O esquema de sonegação do HSBC

Sábado, 14 de fevereiro de 2015
Da IstoÉ, Edição:  2359

Como funcionava a lavanderia do banco inglês para favorecer empresários, famosos e até criminosos. O braço brasileiro operou como uma das principais artérias do golpe e pode ter movimentado mais de US$ 7 bilhões irregularmente

Amauri Segalla (asegalla@istoe.com.br)
O espanhol Fernando Alonso entrou para a história do esporte ao conquistar o bicampeonato de Fórmula 1. Selim Alguadis, um empresário turco, forneceu componentes elétricos para o projeto nuclear da Líbia.
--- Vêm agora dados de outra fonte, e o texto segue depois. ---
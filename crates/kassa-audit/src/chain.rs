//! Hash-chain primitives: canonicalization, hashing, and chain
//! verification.
//!
//! Hash input layout (bytes, in order):
//!   1. prev_hash as UTF-8 bytes (64 ASCII hex chars)
//!   2. canonical JSON of the entry's logical fields
//!
//! The canonical JSON is an object with a fixed key set — `action`,
//! `actor_id`, `created_at`, `payload`, `sequence`, `transaction_id` —
//! serialized with sorted keys and no whitespace, so identical semantic
//! content always produces identical bytes and the chain can be re-verified
//! independently. Including `sequence` means an entry's chain position is
//! part of what its hash commits to.

use chrono::{DateTime, Utc};
use serde_json::json;
use sha2::{Digest, Sha256};

use kassa_contracts::{
    audit::{AuditAction, AuditEntry, ChainVerification},
    error::{KassaError, KassaResult},
    transaction::{ActorId, TransactionId},
};

/// Produce the canonical byte representation of an entry's logical fields.
///
/// Timestamps are rendered as RFC 3339 strings; `serde_json`'s object maps
/// are BTreeMap-backed, so the keys serialize in sorted order regardless of
/// construction order.
///
/// Fails with `EncodingError` only for payloads that cannot be serialized —
/// which cannot happen for plain `serde_json::Value` payloads that passed
/// upstream validation; treat a failure here as an integrity-layer bug.
pub fn canonicalize(
    actor_id: &ActorId,
    action: AuditAction,
    transaction_id: Option<&TransactionId>,
    payload: &serde_json::Value,
    created_at: &DateTime<Utc>,
    sequence: u64,
) -> KassaResult<Vec<u8>> {
    let canonical = json!({
        "action": action.as_str(),
        "actor_id": actor_id.0,
        "created_at": created_at.to_rfc3339(),
        "payload": payload,
        "sequence": sequence,
        "transaction_id": transaction_id.map(|id| id.to_string()),
    });
    serde_json::to_vec(&canonical).map_err(|e| KassaError::EncodingError {
        reason: format!("audit payload is not canonicalizable: {}", e),
    })
}

/// Canonical bytes for a stored entry, from its own fields.
pub fn canonicalize_entry(entry: &AuditEntry) -> KassaResult<Vec<u8>> {
    canonicalize(
        &entry.actor_id,
        entry.action,
        entry.transaction_id.as_ref(),
        &entry.payload,
        &entry.created_at,
        entry.sequence,
    )
}

/// Compute the SHA-256 digest for one entry.
///
/// Commits to the link (`prev_hash`) and the entry's canonical content.
/// Returns a lowercase 64-character hex string.
pub fn hash_entry(prev_hash: &str, canonical: &[u8]) -> String {
    let mut hasher = Sha256::new();
    hasher.update(prev_hash.as_bytes());
    hasher.update(canonical);
    hex::encode(hasher.finalize())
}

/// Verify the integrity of a hash chain.
///
/// Two rules, checked per entry in order, failing fast at the first
/// mismatch:
///
/// 1. **Prev-hash linkage** — the entry's `prev_hash` equals the
///    `this_hash` of the preceding entry (or `GENESIS_HASH` for entry 0).
/// 2. **Hash correctness** — the entry's `this_hash` matches the value
///    recomputed from its own fields.
///
/// An empty chain is valid. The returned `ChainVerification` carries the
/// index of the first offending entry when the chain is broken.
pub fn verify_chain(entries: &[AuditEntry]) -> KassaResult<ChainVerification> {
    let mut expected_prev = AuditEntry::GENESIS_HASH.to_string();

    for (index, entry) in entries.iter().enumerate() {
        if entry.prev_hash != expected_prev {
            return Ok(ChainVerification::broken(index));
        }

        let canonical = canonicalize_entry(entry)?;
        if hash_entry(&entry.prev_hash, &canonical) != entry.this_hash {
            return Ok(ChainVerification::broken(index));
        }

        expected_prev = entry.this_hash.clone();
    }

    Ok(ChainVerification::valid())
}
Fana Hlongwane, político de certa notoriedade na África do Sul, traficou armas. O tirano Jean-Claude “Baby Doc” Duvalier governou o Haiti durante 16 anos. O marroquino Aziza Kulsum financiou a guerra civil no Burundi, na década de 90. Entre outras façanhas,Valentino Garavani, o estilista italiano, desenhou o vestido de Jacqueline Kennedy na ocasião de seu casamento com Aristóteles Onassis. Há três coisas em comum entre as pessoas listadas acima. A primeira: todas são, ou eram, muito ricas. A segunda: em algum momento de suas vidas foram correntistas do britânico HSBC. A terceira: elas usaram o braço suíço do banco para manter contas secretas e, assim, sonegar quantias enormes em impostos. O escândalo estourou na semana passada, depois da revelação, pelo jornal francês “Le Monde”, de documentos obtidos pelo ICIJ (The International Consortium of Investigative Journalists).Trata-se do maior vazamento de dados bancários da história.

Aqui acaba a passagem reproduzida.